Moreover, Izumi-Nakaseko and colleagues stated that conduction properties of the cell sheet may largely depend on the extent of Nav1.5 availability as is the case in the human ventricle. Interestingly, a plot of CT and STVCT discriminated between torsadogenic and non-torsadogenic compounds. Nevertheless, a plot of FPD and STVFPD resulted in a false-positive judgment as arrhythmogenic for lidocaine in the lined-up cell network model (Fig. 6).

E-4031 and verapamil did not increase the mean value of CT at any tested concentration. However, both drugs increased the temporal beat-to-beat fluctuation, that is, STVCT at the highest concentration of E-4031 or from the lowest concentration of verapamil (Table 1). It appears that the increase in STVCT has no relationship to Nav1.5 inhibition, because IC50s of Nav1.5 in both E-4031 and verapamil are higher than their highest tested concentrations in this study.

Quality and quantity control of cardiomyocyte network should also be considered for establishment of reproducible on-chip in vitro assays. The influence of fibroblasts has been examined in on-chip cell-network assay, indicating that fibroblasts reduce the ability of synchronization of cardiomyocytes62,63. Heterogeneity of cardiomyocytes also should be a issue for improvement. We have previously evaluated the single cells obtained from single hESC-CMCs visually and concluded that 73% of total cells beat spontaneously, however their action potential analysis of APD20–40/APD50–70 and dV/dtmax revealed that they would have at least more than two major phenotypes, arbitrary “ventricular-like” and “atrial-like” cells64. To overcome this problem of mixture of phenotypes, computational simulation might be one of the possible solutions.

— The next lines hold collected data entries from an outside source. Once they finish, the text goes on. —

//! Error types for vsearch.
//!
//! This module defines a unified error enum that covers every error category
//! in the workspace: the four core failure kinds of the indexing pipeline
//! (encoding, dimension mismatch, store availability, invalid requests) plus
//! configuration, I/O and serialization errors.

use thiserror::Error;

/// Unified error type for vsearch.
///
/// All fallible functions return `Result<T, AppError>`.
#[derive(Error, Debug)]
pub enum AppError {
    /// The embedding backend is unavailable or produced unusable output
    #[error("Encoding error: {0}")]
    Encoding(String),

    /// An embedding does not have the dimensionality the index was created with
    #[error("Dimension mismatch: expected {expected}, got {actual}")]
    DimensionMismatch { expected: usize, actual: usize },

    /// The vector store is closed or unreachable; callers may retry
    #[error("Store unavailable: {0}")]
    StoreUnavailable(String),

    /// Malformed caller input
    #[error("Invalid request: {0}")]
    InvalidRequest(String),

    /// Configuration-related errors
    #[error("Configuration error: {0}")]
    Config(String),

    /// I/O and filesystem errors
    #[error("I/O error: {0}")]
    Io(#[from] std::io::Error),

    /// Index errors that fit no other category (e.g. corrupt rows)
    #[error("Index error: {0}")]
    Index(String),

    /// Serialization/deserialization errors
    #[error("Serialization error: {0}")]
    Serialization(String),
}

impl AppError {
    /// Whether the failed operation may succeed if attempted again.
    pub fn is_retryable(&self) -> bool {
        matches!(self, AppError::StoreUnavailable(_))
    }

    /// Short stable name of the error category, used in ingestion reports.
    pub fn kind(&self) -> &'static str {
        match self {
            AppError::Encoding(_) => "encoding",
            AppError::DimensionMismatch { .. } => "dimension_mismatch",
            AppError::StoreUnavailable(_) => "store_unavailable",
            AppError::InvalidRequest(_) => "invalid_request",
            AppError::Config(_) => "config",
            AppError::Io(_) => "io",
            AppError::Index(_) => "index",
            AppError::Serialization(_) => "serialization",
        }
    }
}

impl From<serde_json::Error> for AppError {
    fn from(err: serde_json::Error) -> Self {
        AppError::Serialization(err.to_string())
    }
}

impl From<serde_yaml::Error> for AppError {
    fn from(err: serde_yaml::Error) -> Self {
        AppError::Serialization(err.to_string())
    }
}

/// Convenience type alias for Results with AppError.
pub type AppResult<T> = Result<T, AppError>;
//! Stats command handler.

use clap::Args;
use vsearch_core::{config::AppConfig, AppResult};

/// Show index statistics
#[derive(Args, Debug)]
pub struct StatsCommand {
    /// Output as JSON
    #[arg(long)]
    pub json: bool,
}

impl StatsCommand {
    pub async fn execute(&self, config: &AppConfig) -> AppResult<()> {
        tracing::info!("Executing stats command for '{}'", config.index_name);

        let stats = vsearch_index::stats(&config.workspace, &config.index_name)?;

        if self.json {
            println!("{}", serde_json::to_string_pretty(&stats)?);
        } else {
            println!("Index: {}", stats.index_name);
            println!("  Documents: {}", stats.documents_count);
            println!("  Dimensions: {}", stats.dimensions);
            println!("  Encoder: {}/{}", stats.provider, stats.model);
            println!("  On conflict: {}", stats.on_conflict.as_str());
            println!("  DB size: {} bytes", stats.db_size_bytes);
            if let Some(created_at) = stats.created_at {
                println!("  Created: {}", created_at);
            }
        }

        Ok(())
    }
}
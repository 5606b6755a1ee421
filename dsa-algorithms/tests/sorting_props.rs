use dsa_algorithms::sorting::{bubble_sort, bubble_sort_desc};
use proptest::prelude::*;

proptest! {
    #[test]
    fn matches_std_sort(mut values in prop::collection::vec(any::<i64>(), 0..64)) {
        let mut expected = values.clone();
        expected.sort();
        bubble_sort(&mut values);
        prop_assert_eq!(values, expected);
    }

    #[test]
    fn descending_is_reverse_of_ascending(mut values in prop::collection::vec(any::<i64>(), 0..64)) {
        let mut expected = values.clone();
        expected.sort();
        expected.reverse();
        bubble_sort_desc(&mut values);
        prop_assert_eq!(values, expected);
    }

    #[test]
    fn sorting_is_idempotent(mut values in prop::collection::vec(any::<i64>(), 0..64)) {
        bubble_sort(&mut values);
        let once = values.clone();
        bubble_sort(&mut values);
        prop_assert_eq!(values, once);
    }
}
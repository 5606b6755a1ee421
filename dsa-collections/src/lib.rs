//! Bounds-checked integer collections.
//!
//! This crate provides two owned containers:
//! 1. [`FixedArray`] – a contiguous array with a capacity fixed at creation
//!    and a logical length, where every operation validates its bounds before
//!    touching the buffer.
//! 2. [`LinkedList`] – a singly linked list with positional insert/remove,
//!    in-place reversal and middle-element lookup.
//!
//! Both hold `i64` payloads and report failures through the enums in
//! [`error`]. Enable the `serde` feature for serialization support.

pub mod error;
pub mod fixed_array;
pub mod linked_list;
#[cfg(feature = "serde")]
mod serde;

pub use error::{FixedArrayError, LinkedListError};
pub use fixed_array::FixedArray;
pub use linked_list::LinkedList;
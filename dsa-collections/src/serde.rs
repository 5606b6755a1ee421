//! Serde support for the containers.
//!
//! A [`FixedArray`] serializes as a struct carrying both its capacity and its
//! live elements so that a round trip restores the original allocation, not
//! just the contents. A [`LinkedList`] serializes as a plain sequence.

use serde::de::{Deserialize, Deserializer, Error as DeError};
use serde::ser::{Serialize, SerializeStruct, Serializer};

use crate::{FixedArray, LinkedList};

impl Serialize for FixedArray {
    fn serialize<S>(&self, serializer: S) -> Result<S::Ok, S::Error>
    where
        S: Serializer,
    {
        let mut state = serializer.serialize_struct("FixedArray", 2)?;
        state.serialize_field("capacity", &self.capacity())?;
        state.serialize_field("elements", self.as_slice())?;
        state.end()
    }
}

#[derive(serde::Deserialize)]
struct FixedArrayRepr {
    capacity: usize,
    elements: Vec<i64>,
}

impl<'de> Deserialize<'de> for FixedArray {
    fn deserialize<D>(deserializer: D) -> Result<Self, D::Error>
    where
        D: Deserializer<'de>,
    {
        let repr = FixedArrayRepr::deserialize(deserializer)?;
        if repr.elements.len() > repr.capacity {
            return Err(D::Error::custom(format!(
                "element count {} exceeds capacity {}",
                repr.elements.len(),
                repr.capacity
            )));
        }
        let mut array = FixedArray::with_capacity(repr.capacity).map_err(D::Error::custom)?;
        for value in repr.elements {
            array.insert_last(value).map_err(D::Error::custom)?;
        }
        Ok(array)
    }
}

impl Serialize for LinkedList {
    fn serialize<S>(&self, serializer: S) -> Result<S::Ok, S::Error>
    where
        S: Serializer,
    {
        serializer.collect_seq(self.iter())
    }
}

impl<'de> Deserialize<'de> for LinkedList {
    fn deserialize<D>(deserializer: D) -> Result<Self, D::Error>
    where
        D: Deserializer<'de>,
    {
        let values = Vec::<i64>::deserialize(deserializer)?;
        let mut list = LinkedList::new();
        for value in values.into_iter().rev() {
            list.push_front(value);
        }
        Ok(list)
    }
}
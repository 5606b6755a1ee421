use thiserror::Error;

/// Errors produced by [`FixedArray`](crate::FixedArray) operations.
///
/// Every variant is recoverable: an error return guarantees the array was
/// left exactly as it was before the call.
#[derive(Error, Debug, Clone, Copy, PartialEq, Eq)]
pub enum FixedArrayError {
    #[error("capacity must be greater than zero")]
    InvalidCapacity,

    #[error("index out of range (index={index}, len={len})")]
    IndexOutOfRange { index: usize, len: usize },

    #[error("array is full (capacity={capacity})")]
    Full { capacity: usize },

    #[error("array is empty")]
    Empty,

    /// The backing buffer could not be allocated at construction time.
    #[error("failed to allocate storage for {capacity} elements")]
    AllocationFailed { capacity: usize },
}

/// Errors produced by [`LinkedList`](crate::LinkedList) operations.
#[derive(Error, Debug, Clone, Copy, PartialEq, Eq)]
pub enum LinkedListError {
    #[error("index out of range (index={index}, len={len})")]
    IndexOutOfRange { index: usize, len: usize },

    #[error("list is empty")]
    Empty,
}

/// Convenience alias for fallible [`FixedArray`](crate::FixedArray) operations.
pub type ArrayResult<T> = core::result::Result<T, FixedArrayError>;

/// Convenience alias for fallible [`LinkedList`](crate::LinkedList) operations.
pub type ListResult<T> = core::result::Result<T, LinkedListError>;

For example, the role of community effect of single phenotype cardiomyocyte network was simulated successfully with fluctuation-dissipation theorem65.

As a limitation of this study, the following four aspects should be noted. We used only one positive (flecainide) and one negative (lidocaine) control for conduction-slowing effect. Further study using diverse blockers, such as other types of sodium channel blockers and gap junction inhibitors, would deepen the understanding of each parameter recorded in our MEA assays. Second, because we cannot deny the possibility of drug-induced chronotropic effect on CT evaluation, pacing would be helpful to eliminate chronotropic effect, which would enable us to evaluate the drug effects on CT directly. Third, a comparison of the expression balance of each cardiac ion channel in each cell arrangement model (lined-up, clusters and 2D cell sheets) is also important, because there are differences in response in cFPD prolongation among those assays64. Finally, we need to consider the importance of community effects of cardiomyocytes, such as the cell number, spatial arrangement, and cell contamination by non-cardiomyocytes.

In conclusion, the lined-up cell-network model of the MEA assay using hESC-CMs allows small scale in vitro simultaneous evaluation of FPD and CT, that is, two important indexes of lethal arrhythmia occurrence, repolarization and depolarization. STVFPD and STVCT also discriminated between torsadogenic and non-torsadogenic compounds with significant increases in both of their fluctuation values, indicating they are potential new indexes to predict torsadogenic lethal arrhythmia risk more precisely.